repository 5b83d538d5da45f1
pub mod reports;
use chrono::{DateTime, Utc};
use serde::{Serialize, Deserialize};
use sqlx::FromRow;

use crate::sheets::PresenceRow;

#[derive(Debug, Clone, FromRow, Serialize, Deserialize)]
pub struct PresenceRecord {
    pub id: i64,
    pub sheet_target: String,
    pub day: String,
    pub event: String,
    pub time: String,
    pub nickname: String,
    pub created_at: DateTime<Utc>,
}

impl From<PresenceRecord> for PresenceRow {
    fn from(record: PresenceRecord) -> Self {
        PresenceRow {
            day: record.day,
            event: record.event,
            time: record.time,
            nickname: record.nickname,
        }
    }
}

────────────────────────────────────────

Give back the whole listing above. Keep every character the same.

repository 5b83d538d5da45f1
pub mod reports;
use chrono::{DateTime, Utc};
use serde::{Serialize, Deserialize};
use sqlx::FromRow;

use crate::sheets::PresenceRow;

#[derive(Debug, Clone, FromRow, Serialize, Deserialize)]
pub struct PresenceRecord {
    pub id: i64,
    pub sheet_target: String,
    pub day: String,
    pub event: String,
    pub time: String,
    pub nickname: String,
    pub created_at: DateTime<Utc>,
}

impl From<PresenceRecord> for PresenceRow {
    fn from(record: PresenceRecord) -> Self {
        PresenceRow {
            day: record.day,
            event: record.event,
            time: record.time,
            nickname: record.nickname,
        }
    }
}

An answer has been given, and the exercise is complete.